En los barrios de mi infancia tres palabras sonaban temibles: tuberculosis, inclusa y asilo. Hasta el hambre de la época asustaba menos. El asilo y la inclusa se destinaban a los niños abandonados, o con familias destructuradas, que se diría hoy. Pero también el asilo se reservaba para los ancianos. Los que habían sobrevivido a la guerra y la posguerra entendían como la peor de las desgracias que los llevaran al “Asilo”. “Al asilo no”, gritaban con pavor, y subían el tono de voz para que se escuchara su negativa por los barrios de San Justo o la Bellota. Si los hijos o la familia te internaban en el asilo debías “abandonar toda esperanza”. Aquello era la antesala del infierno, si no el infierno mismo. El asilo suponía el abandono, la soledad, el mal trato, la pérdida de la dignidad humana, la muerte en una desolación absoluta.
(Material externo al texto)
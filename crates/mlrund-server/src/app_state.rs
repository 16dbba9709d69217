// ABOUTME: Shared application state for the mlrund HTTP server.
// ABOUTME: Holds process configuration, the identity client handle, and the nuclio version cache.

use std::sync::Arc;

use mlrund_core::{MlrunConfig, VersionCache};

use crate::identity::IdentityClient;

/// Shared application state accessible by all Axum handlers.
///
/// Configuration is immutable after startup; the only mutable piece is the
/// nuclio version cache, which is resolved once and pinned until invalidated.
pub struct AppState {
    pub config: MlrunConfig,
    pub identity: Arc<dyn IdentityClient>,
    pub nuclio_version: VersionCache,
}

/// Type alias for the Arc-wrapped state used with Axum's State extractor.
pub type SharedState = Arc<AppState>;

impl AppState {
    /// Create a new AppState from configuration and an identity client.
    pub fn new(config: MlrunConfig, identity: Arc<dyn IdentityClient>) -> Self {
        Self {
            config,
            identity,
            nuclio_version: VersionCache::new(),
        }
    }
}
// ABOUTME: Runtime-kind registry: which kinds exist, which support abort, and their default images.
// ABOUTME: Also resolves which registries require the enforced target-image name prefix.

use std::collections::HashMap;

use serde::{Deserialize, Serialize};

/// The kinds of compute runtimes the platform can deploy functions to.
#[derive(Debug, Clone, Copy, PartialEq, Eq, Hash, Serialize, Deserialize)]
#[serde(rename_all = "lowercase")]
pub enum RuntimeKind {
    Job,
    Dask,
    Mpijob,
    Spark,
    #[serde(rename = "remote-spark")]
    RemoteSpark,
    Nuclio,
    Serving,
}

/// Runtime kinds that support aborting a run mid-execution.
///
/// Nuclio-backed kinds (nuclio, serving) are excluded: their invocations are
/// managed by the nuclio control loop, not by our run objects.
pub fn abortable_runtimes() -> Vec<RuntimeKind> {
    vec![
        RuntimeKind::Job,
        RuntimeKind::Dask,
        RuntimeKind::Mpijob,
        RuntimeKind::Spark,
        RuntimeKind::RemoteSpark,
    ]
}

/// Default container image per runtime kind when a function declares none.
pub fn default_image_by_kind() -> HashMap<RuntimeKind, String> {
    HashMap::from([
        (RuntimeKind::Job, "mlrun/mlrun".to_string()),
        (RuntimeKind::Dask, "mlrun/ml-base".to_string()),
        (RuntimeKind::Mpijob, "mlrun/mlrun".to_string()),
        (RuntimeKind::Spark, "mlrun/mlrun".to_string()),
        (RuntimeKind::RemoteSpark, "mlrun/mlrun".to_string()),
        (RuntimeKind::Nuclio, "mlrun/mlrun".to_string()),
        (RuntimeKind::Serving, "mlrun/mlrun".to_string()),
    ])
}

/// Registries for which built target images must carry the configured name prefix.
///
/// Only the platform's own registry is enforced. The host is compared
/// scheme-less and with a trailing slash so prefix matching against image
/// references is unambiguous.
pub fn registries_to_enforce_prefix(docker_registry: &str) -> Vec<String> {
    let host = docker_registry
        .trim_start_matches("https://")
        .trim_start_matches("http://")
        .trim_end_matches('/');
    if host.is_empty() {
        return Vec::new();
    }
    vec![format!("{host}/")]
}

#[cfg(test)]
mod tests {
    use super::*;

    #[test]
    fn abortable_runtimes_excludes_nuclio_kinds() {
        let kinds = abortable_runtimes();
        assert!(kinds.contains(&RuntimeKind::Job));
        assert!(!kinds.contains(&RuntimeKind::Nuclio));
        assert!(!kinds.contains(&RuntimeKind::Serving));
    }

    #[test]
    fn every_kind_has_a_default_image() {
        let images = default_image_by_kind();
        for kind in [
            RuntimeKind::Job,
            RuntimeKind::Dask,
            RuntimeKind::Mpijob,
            RuntimeKind::Spark,
            RuntimeKind::RemoteSpark,
            RuntimeKind::Nuclio,
            RuntimeKind::Serving,
        ] {
            assert!(images.contains_key(&kind), "missing image for {:?}", kind);
            assert!(!images[&kind].is_empty());
        }
    }

    #[test]
    fn runtime_kind_wire_names() {
        assert_eq!(
            serde_json::to_string(&RuntimeKind::RemoteSpark).unwrap(),
            "\"remote-spark\""
        );
        assert_eq!(serde_json::to_string(&RuntimeKind::Job).unwrap(), "\"job\"");
    }

    #[test]
    fn enforce_prefix_strips_scheme_and_normalizes() {
        assert_eq!(
            registries_to_enforce_prefix("https://quay.io/some-repo"),
            vec!["quay.io/some-repo/".to_string()]
        );
        assert_eq!(
            registries_to_enforce_prefix("index.docker.io/"),
            vec!["index.docker.io/".to_string()]
        );
    }

    #[test]
    fn enforce_prefix_empty_registry_yields_empty_set() {
        assert!(registries_to_enforce_prefix("").is_empty());
    }
}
Con el progreso, el inicio del estado del bienestar, la organización del Estado en Comunidades Autónomas, la aparición de los trabajadores sociales, los “asilos” antiguos se transformaron en “Residencias”. Y como los nombres definen la realidad, al menos en la imaginación, las residencias para ancianos se asimilaron a lugares de lujo en los que se prestaba a los ancianos la atención que los hijos y las familias no daban o no podían dar. Se configuraban como espacios de convivencia y condiciones de vida inmejorables, atendidos por personal cualificado. Aunque, cuando visitabas a un familiar o alguien conocido, tan idílica imaginación no se ajustaba a la realidad. La gran mayoría de los residentes estaban en sillas de ruedas. ¿Por qué tantos?, pregunté. Alguien contestó: para que resulten más controlables. Todos juntos y con dificultades de movimiento exigen menos empleados. Por las mañanas, tras el desayuno, les aglomeran en una sala grande con una tele pequeña y con unos programas que a nadie interesa y otros ni ven. Así pasan las horas hasta el turno de la comida. Durante la tarde se repite idéntico ritual, a la espera de la cena y acostarse pronto, que los trabajadores de tarde tienen que marcharse a casa. Con estas rutinas transcurren los días, las semanas, los meses, los años de los ancianos en la residencias. Y con esa acumulación diaria cualquier cosa es posible. Imagínense un virus.
Y en estas estábamos, autoengañandonos en la creencia optimista de que las Residencias no eran los antiguos asilos con maquillaje moderno. Entonces llegó el virus y descubrió el armazón de intereses económicos, burocracias ineficientes, arquitecturas inadecuadas, falta de personal y otras indignidades. El virus nos ha retrotraído al asilo antiguo. Solo que con modelos de gestión de empresa. Unos eran de titularidad pública, otros de titularidad privada, pero concertada con la administración – lo que supone aportaciones de dinero público – y otras totalmente privada, pero muy caras. Las residencias, descubrimos, se habían organizado como negocios, ni siquiera como caridad, y los negocios cifran su objetivo en ganar dinero. Cuanto más, mejor. No repetiré lo que ya se ha contado o hemos visto. En cualquier caso nada que se parezca a la dignidad humana. No reproduciré el número de muertos, ni los efectos de los confinamientos feroces. Un virus pandemico ha acelerado la necesidad de revisar, de arriba abajo, los edificios que se han construido en tiempos recientes, tanto en sus estructuras arquitectónicas como la calidad de los servicios que prestan. Hay que innovar en los principios por los que se rigen estos centros. Las residencias son lugares para vivir o se convierten en almacenes para morir. Es preciso cambiar los modelos y concepción de la residencias de ancianos para que no sean como los asilos antiguos.